# RECORDS FOR PROCESSING:
//! Session driver
//!
//! One logical actor: at most one outstanding command or model call at a
//! time, suspending until it completes or fails. Every error from the
//! taxonomy surfaces here as a visible `error` display event; nothing is
//! logged-only and hidden from the operator.

use crate::route::{route_input, InputRoute};
use std::path::PathBuf;
use std::sync::Arc;
use zeef_agent::DeterministicAgent;
use zeef_kernel::{law_guarded_completion, Charter, Envelope, Kernel};
use zeef_ledger::Ledger;

/// One item of the display stream consumed by a renderer.
#[derive(Debug, Clone, PartialEq, Eq)]
pub struct DisplayEvent {
    /// Source tag (`user`, `model[OK]`, `shell[stdout]`, `error`, ...)
    pub source: String,
    /// Display text
    pub content: String,
}

impl DisplayEvent {
    fn new(source: impl Into<String>, content: impl Into<String>) -> Self {
        Self { source: source.into(), content: content.into() }
    }
}

/// Result of handling one input line.
#[derive(Debug)]
pub enum Turn {
    /// Session continues; render these events
    Continue(Vec<DisplayEvent>),
    /// Operator ended the session
    Terminated,
}

/// Interactive session over the guarded executor and the law layer.
pub struct Session {
    ledger: Arc<Ledger>,
    agent: DeterministicAgent,
    kernel: Kernel,
    charter: Charter,
    cwd: PathBuf,
    last_command: Option<String>,
    last_stdout: Option<String>,
    last_stderr: Option<String>,
    last_exit_code: Option<i32>,
}

impl Session {
    /// Wire a session over an opened ledger and kernel.
    #[must_use]
    pub fn new(ledger: Arc<Ledger>, kernel: Kernel, charter: Charter, cwd: PathBuf) -> Self {
        let agent = DeterministicAgent::new(Arc::clone(&ledger));
        Self {
            ledger,
            agent,
            kernel,
            charter,
            cwd,
            last_command: None,
            last_stdout: None,
            last_stderr: None,
            last_exit_code: None,
        }
    }

    /// The ledger this session records into.
    #[must_use]
    pub fn ledger(&self) -> &Arc<Ledger> {
        &self.ledger
    }

    /// Handle one raw input line, blocking until the routed operation
    /// completes or fails.
    pub async fn handle_line(&mut self, line: &str) -> Turn {
        let route = route_input(line);
        let mut events = Vec::new();

        match route {
            InputRoute::Empty => return Turn::Continue(events),
            InputRoute::Exit => return Turn::Terminated,
            InputRoute::Completion(query) => {
                events.push(DisplayEvent::new("user", line.trim()));
                self.complete(&query, &mut events).await;
            }
            InputRoute::Explain => {
                events.push(DisplayEvent::new("user", line.trim()));
                match self.explain_prompt() {
                    Some(prompt) => self.complete(&prompt, &mut events).await,
                    None => events.push(DisplayEvent::new(
                        "error",
                        "No previous command to explain.",
                    )),
                }
            }
            InputRoute::Fix => {
                events.push(DisplayEvent::new("user", line.trim()));
                match self.fix_prompt() {
                    Some(prompt) => self.complete(&prompt, &mut events).await,
                    None => events.push(DisplayEvent::new(
                        "error",
                        "No previous command to fix.",
                    )),
                }
            }
            InputRoute::Shell(command) => {
                events.push(DisplayEvent::new("user", command.as_str()));
                self.run_shell(&command, &mut events).await;
            }
        }

        Turn::Continue(events)
    }

    async fn run_shell(&mut self, command: &str, events: &mut Vec<DisplayEvent>) {
        self.last_command = Some(command.to_string());
        match self.agent.execute_command(command, &self.cwd).await {
            Ok(outcome) => {
                self.last_stdout = Some(outcome.stdout.clone());
                self.last_stderr = Some(outcome.stderr.clone());
                self.last_exit_code = outcome.exit_code;

                if !outcome.stdout.is_empty() {
                    events.push(DisplayEvent::new(
                        "shell[stdout]",
                        outcome.stdout.trim(),
                    ));
                }
                if !outcome.stderr.is_empty() {
                    events.push(DisplayEvent::new(
                        "shell[stderr]",
                        outcome.stderr.trim(),
                    ));
                }
            }
            Err(err) => {
                self.last_stderr = Some(err.to_string());
                self.last_exit_code = None;
                events.push(DisplayEvent::new(
                    "error",
                    format!("deterministic agent failure: {err}"),
                ));
            }
        }
    }

    async fn complete(&mut self, user_content: &str, events: &mut Vec<DisplayEvent>) {
        match law_guarded_completion(&self.kernel, &self.ledger, &self.charter, user_content)
            .await
        {
            Ok(envelope) => events.push(render_envelope(&envelope)),
            Err(err) => {
                events.push(DisplayEvent::new(
                    "error",
                    format!("law layer failure: {err}"),
                ));
            }
        }
    }

    /// Prompt asking the model to explain the most recent command and
    /// its captured output. `None` when no command has run yet.
    fn explain_prompt(&self) -> Option<String> {
        let command = self.last_command.as_ref()?;
        let mut prompt = format!(
            "You are a deterministic terminal assistant. Explain the following \
             shell command and its most recent result in clear, concise language.\
             \n\nCommand:\n{command}\n"
        );
        if let Some(stdout) = self.last_stdout.as_deref().filter(|s| !s.is_empty()) {
            prompt.push_str(&format!("\nLast stdout:\n{stdout}\n"));
        }
        if let Some(stderr) = self.last_stderr.as_deref().filter(|s| !s.is_empty()) {
            prompt.push_str(&format!(
                "\nLast stderr (may indicate an error):\n{stderr}\n"
            ));
        }
        Some(prompt)
    }

    /// Prompt asking the model to diagnose the most recent command and
    /// propose a single corrected command. `None` when no command has
    /// run yet.
    fn fix_prompt(&self) -> Option<String> {
        let command = self.last_command.as_ref()?;
        let mut prompt = format!(
            "You are a deterministic terminal assistant. The user ran this \
             command and it did not behave as expected. Analyze any errors and \
             propose a single corrected command plus a short explanation.\
             \n\nCommand:\n{command}\n"
        );
        if let Some(stdout) = self.last_stdout.as_deref().filter(|s| !s.is_empty()) {
            prompt.push_str(&format!("\nLast stdout:\n{stdout}\n"));
        }
        if let Some(stderr) = self.last_stderr.as_deref().filter(|s| !s.is_empty()) {
            prompt.push_str(&format!("\nLast stderr (error details):\n{stderr}\n"));
        }
        Some(prompt)
    }
}

fn render_envelope(envelope: &Envelope) -> DisplayEvent {
    DisplayEvent::new(
        format!("model[{}]", envelope.status),
        envelope.payload.text.clone(),
    )
}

# YOUR GOAL:
Starting at the first line and ending at the last, restate the material word for word.

# ANSWER TO THIS TASK:
//! Session driver
//!
//! One logical actor: at most one outstanding command or model call at a
//! time, suspending until it completes or fails. Every error from the
//! taxonomy surfaces here as a visible `error` display event; nothing is
//! logged-only and hidden from the operator.

use crate::route::{route_input, InputRoute};
use std::path::PathBuf;
use std::sync::Arc;
use zeef_agent::DeterministicAgent;
use zeef_kernel::{law_guarded_completion, Charter, Envelope, Kernel};
use zeef_ledger::Ledger;

/// One item of the display stream consumed by a renderer.
#[derive(Debug, Clone, PartialEq, Eq)]
pub struct DisplayEvent {
    /// Source tag (`user`, `model[OK]`, `shell[stdout]`, `error`, ...)
    pub source: String,
    /// Display text
    pub content: String,
}

impl DisplayEvent {
    fn new(source: impl Into<String>, content: impl Into<String>) -> Self {
        Self { source: source.into(), content: content.into() }
    }
}

/// Result of handling one input line.
#[derive(Debug)]
pub enum Turn {
    /// Session continues; render these events
    Continue(Vec<DisplayEvent>),
    /// Operator ended the session
    Terminated,
}

/// Interactive session over the guarded executor and the law layer.
pub struct Session {
    ledger: Arc<Ledger>,
    agent: DeterministicAgent,
    kernel: Kernel,
    charter: Charter,
    cwd: PathBuf,
    last_command: Option<String>,
    last_stdout: Option<String>,
    last_stderr: Option<String>,
    last_exit_code: Option<i32>,
}

impl Session {
    /// Wire a session over an opened ledger and kernel.
    #[must_use]
    pub fn new(ledger: Arc<Ledger>, kernel: Kernel, charter: Charter, cwd: PathBuf) -> Self {
        let agent = DeterministicAgent::new(Arc::clone(&ledger));
        Self {
            ledger,
            agent,
            kernel,
            charter,
            cwd,
            last_command: None,
            last_stdout: None,
            last_stderr: None,
            last_exit_code: None,
        }
    }

    /// The ledger this session records into.
    #[must_use]
    pub fn ledger(&self) -> &Arc<Ledger> {
        &self.ledger
    }

    /// Handle one raw input line, blocking until the routed operation
    /// completes or fails.
    pub async fn handle_line(&mut self, line: &str) -> Turn {
        let route = route_input(line);
        let mut events = Vec::new();

        match route {
            InputRoute::Empty => return Turn::Continue(events),
            InputRoute::Exit => return Turn::Terminated,
            InputRoute::Completion(query) => {
                events.push(DisplayEvent::new("user", line.trim()));
                self.complete(&query, &mut events).await;
            }
            InputRoute::Explain => {
                events.push(DisplayEvent::new("user", line.trim()));
                match self.explain_prompt() {
                    Some(prompt) => self.complete(&prompt, &mut events).await,
                    None => events.push(DisplayEvent::new(
                        "error",
                        "No previous command to explain.",
                    )),
                }
            }
            InputRoute::Fix => {
                events.push(DisplayEvent::new("user", line.trim()));
                match self.fix_prompt() {
                    Some(prompt) => self.complete(&prompt, &mut events).await,
                    None => events.push(DisplayEvent::new(
                        "error",
                        "No previous command to fix.",
                    )),
                }
            }
            InputRoute::Shell(command) => {
                events.push(DisplayEvent::new("user", command.as_str()));
                self.run_shell(&command, &mut events).await;
            }
        }

        Turn::Continue(events)
    }

    async fn run_shell(&mut self, command: &str, events: &mut Vec<DisplayEvent>) {
        self.last_command = Some(command.to_string());
        match self.agent.execute_command(command, &self.cwd).await {
            Ok(outcome) => {
                self.last_stdout = Some(outcome.stdout.clone());
                self.last_stderr = Some(outcome.stderr.clone());
                self.last_exit_code = outcome.exit_code;

                if !outcome.stdout.is_empty() {
                    events.push(DisplayEvent::new(
                        "shell[stdout]",
                        outcome.stdout.trim(),
                    ));
                }
                if !outcome.stderr.is_empty() {
                    events.push(DisplayEvent::new(
                        "shell[stderr]",
                        outcome.stderr.trim(),
                    ));
                }
            }
            Err(err) => {
                self.last_stderr = Some(err.to_string());
                self.last_exit_code = None;
                events.push(DisplayEvent::new(
                    "error",
                    format!("deterministic agent failure: {err}"),
                ));
            }
        }
    }

    async fn complete(&mut self, user_content: &str, events: &mut Vec<DisplayEvent>) {
        match law_guarded_completion(&self.kernel, &self.ledger, &self.charter, user_content)
            .await
        {
            Ok(envelope) => events.push(render_envelope(&envelope)),
            Err(err) => {
                events.push(DisplayEvent::new(
                    "error",
                    format!("law layer failure: {err}"),
                ));
            }
        }
    }

    /// Prompt asking the model to explain the most recent command and
    /// its captured output. `None` when no command has run yet.
    fn explain_prompt(&self) -> Option<String> {
        let command = self.last_command.as_ref()?;
        let mut prompt = format!(
            "You are a deterministic terminal assistant. Explain the following \
             shell command and its most recent result in clear, concise language.\
             \n\nCommand:\n{command}\n"
        );
        if let Some(stdout) = self.last_stdout.as_deref().filter(|s| !s.is_empty()) {
            prompt.push_str(&format!("\nLast stdout:\n{stdout}\n"));
        }
        if let Some(stderr) = self.last_stderr.as_deref().filter(|s| !s.is_empty()) {
            prompt.push_str(&format!(
                "\nLast stderr (may indicate an error):\n{stderr}\n"
            ));
        }
        Some(prompt)
    }

    /// Prompt asking the model to diagnose the most recent command and
    /// propose a single corrected command. `None` when no command has
    /// run yet.
    fn fix_prompt(&self) -> Option<String> {
        let command = self.last_command.as_ref()?;
        let mut prompt = format!(
            "You are a deterministic terminal assistant. The user ran this \
             command and it did not behave as expected. Analyze any errors and \
             propose a single corrected command plus a short explanation.\
             \n\nCommand:\n{command}\n"
        );
        if let Some(stdout) = self.last_stdout.as_deref().filter(|s| !s.is_empty()) {
            prompt.push_str(&format!("\nLast stdout:\n{stdout}\n"));
        }
        if let Some(stderr) = self.last_stderr.as_deref().filter(|s| !s.is_empty()) {
            prompt.push_str(&format!("\nLast stderr (error details):\n{stderr}\n"));
        }
        Some(prompt)
    }
}

fn render_envelope(envelope: &Envelope) -> DisplayEvent {
    DisplayEvent::new(
        format!("model[{}]", envelope.status),
        envelope.payload.text.clone(),
    )
}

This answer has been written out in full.